The secret lives of snowflakes

“The Chemistry of Snowflakes,” BytesizeScience.com

Snowflakes begin as nothing more than bits of dust floating in the clouds and emerge as frozen symbols of what it means to be unique. An animated video created by BytesizeScience.com, an arm of the American Chemical Society, breaks down a snowflake’s journey from sky to earth. The process begins when water vapor in a cloud sticks to a grain of dust, forming a droplet. As the droplet cools and freezes, an icy prism with six faces forms. Branches and cavities ensue as the flake rises and falls through warmer and colder air — freezing, then slightly melting, then refreezing again.
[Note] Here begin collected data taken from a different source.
use crate::{
    AsValue, BinaryOp, Expr, ProjectionError, Result, Select, Value,
    expression::{Operand, binary, in_list, in_query, is_null},
};
use std::{fmt::Debug, marker::PhantomData, sync::Arc};

/// Reference to a table column, as it appears inside expressions.
#[derive(Debug, Clone, PartialEq, Eq)]
pub struct ColumnRef {
    pub name: Arc<str>,
    pub table: Arc<str>,
}

/// Declarative metadata of a table column.
#[derive(Debug, Clone)]
pub struct ColumnDef {
    pub column_ref: ColumnRef,
    /// `Value` prototype describing the column type.
    pub value: Value,
    pub nullable: bool,
    pub primary_key: bool,
    /// Identity column: the value is generated at insert time. Implies
    /// `primary_key`.
    pub auto_increment: bool,
    pub default: Option<Value>,
    /// Foreign key target. Must point at a primary key, validated when the
    /// table is built.
    pub references: Option<ColumnRef>,
}

impl ColumnDef {
    pub fn name(&self) -> &str {
        &self.column_ref.name
    }
    pub fn table(&self) -> &str {
        &self.column_ref.table
    }
}

/// Types that expose an underlying column definition. Lets heterogeneous
/// column handles share projection and ordering surfaces.
pub trait ColumnTrait {
    fn def(&self) -> &Arc<ColumnDef>;
    fn column_ref(&self) -> &ColumnRef {
        &self.def().column_ref
    }
}

/// Typed handle to a declared column.
///
/// The type parameter carries the Rust type of the column through the
/// expression algebra, so both sides of a comparison are checked for
/// compatibility when the expression is constructed. An incompatible operand
/// does not compile.
pub struct Column<T> {
    pub(crate) def: Arc<ColumnDef>,
    marker: PhantomData<fn() -> T>,
}

impl<T> Column<T> {
    pub(crate) fn new(def: Arc<ColumnDef>) -> Self {
        Self {
            def,
            marker: PhantomData,
        }
    }
    fn expr(&self) -> Expr {
        Expr::Column(self.def.column_ref.clone())
    }
}

impl<T> Clone for Column<T> {
    fn clone(&self) -> Self {
        Self::new(self.def.clone())
    }
}

impl<T> Debug for Column<T> {
    fn fmt(&self, f: &mut std::fmt::Formatter<'_>) -> std::fmt::Result {
        write!(f, "Column({}.{})", self.def.table(), self.def.name())
    }
}

impl<T> ColumnTrait for Column<T> {
    fn def(&self) -> &Arc<ColumnDef> {
        &self.def
    }
}

impl<T: AsValue> Column<T> {
    pub fn eq(&self, operand: impl Operand<T>) -> Expr {
        binary(BinaryOp::Eq, self.expr(), operand.into_expr())
    }
    pub fn ne(&self, operand: impl Operand<T>) -> Expr {
        binary(BinaryOp::NotEq, self.expr(), operand.into_expr())
    }
    pub fn lt(&self, operand: impl Operand<T>) -> Expr {
        binary(BinaryOp::Less, self.expr(), operand.into_expr())
    }
    pub fn le(&self, operand: impl Operand<T>) -> Expr {
        binary(BinaryOp::LessEq, self.expr(), operand.into_expr())
    }
    pub fn gt(&self, operand: impl Operand<T>) -> Expr {
        binary(BinaryOp::Greater, self.expr(), operand.into_expr())
    }
    pub fn ge(&self, operand: impl Operand<T>) -> Expr {
        binary(BinaryOp::GreaterEq, self.expr(), operand.into_expr())
    }

    pub fn is_null(&self) -> Expr {
        is_null(self.expr(), false)
    }
    pub fn is_not_null(&self) -> Expr {
        is_null(self.expr(), true)
    }

    /// Membership in a finite sequence of literals. An empty sequence is a
    /// legal expression that matches no row.
    pub fn in_list<I>(&self, values: I) -> Expr
    where
        I: IntoIterator,
        I::Item: Operand<T>,
    {
        in_list(
            self.expr(),
            values.into_iter().map(Operand::into_expr).collect(),
            false,
        )
    }

    /// Negated membership. An empty sequence matches every row.
    pub fn not_in_list<I>(&self, values: I) -> Expr
    where
        I: IntoIterator,
        I::Item: Operand<T>,
    {
        in_list(
            self.expr(),
            values.into_iter().map(Operand::into_expr).collect(),
            true,
        )
    }

    /// Membership in the result of a sub-query, which must project exactly
    /// one column.
    pub fn in_query(&self, query: Select) -> Result<Expr> {
        check_arity(&query, 1)?;
        Ok(in_query(self.expr(), query, false))
    }

    pub fn not_in_query(&self, query: Select) -> Result<Expr> {
        check_arity(&query, 1)?;
        Ok(in_query(self.expr(), query, true))
    }
}

pub(crate) fn check_arity(query: &Select, expected: usize) -> Result<()> {
    let found = query.arity();
    if found != expected {
        return Err(ProjectionError::SubQueryArity { expected, found }.into());
    }
    Ok(())
}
The longer a snowflake is batted around in the atmosphere, the more time the branches have to to develop, giving the flake its distinctive shape. The video also divulges a secret: “The old saying that no two snowflakes are alike may be true for larger snowflakes, but not for smaller, simpler crystals that fall out of the sky at earlier stages, before they’ve had a chance to fully develop.”

A Good Cry

Hollywood tear-jerkers, explained through evolution

Why Humans Like to Cry,” by Michael Trimble

As much as we humans pursue happiness, we also love a good cry. We shed tears out of physical pain and psychological torment, for personal tragedies and out of empathy for others. But as most people have discovered, despite the sometimes negative triggers for tears, we often feel better after crying. So much so that ancient Greeks created an art form — the tragedy — that allowed them to tear up for entertainment; and today, many songs and movies score big because of that link between crying and pleasure. In “Why Humans Like to Cry,” neuropsychiatrist Michael Trimble attempts to tease out how and why this uniquely human trait evolved. According to the book, crying is a byproduct of self-consciousness. As early humans became aware of their own existence, they also became aware of the impending loss that comes with death. Trimble points to research that our brains evolved to trigger tear production as an early means of communication and social bonding. The activation of this neural circuitry, he writes, in turn activates the parts of the brain responsible for feeling pleasure. As a result, “the arts that evoke such emotions have flourished, an ancient echo from our ancestral past.”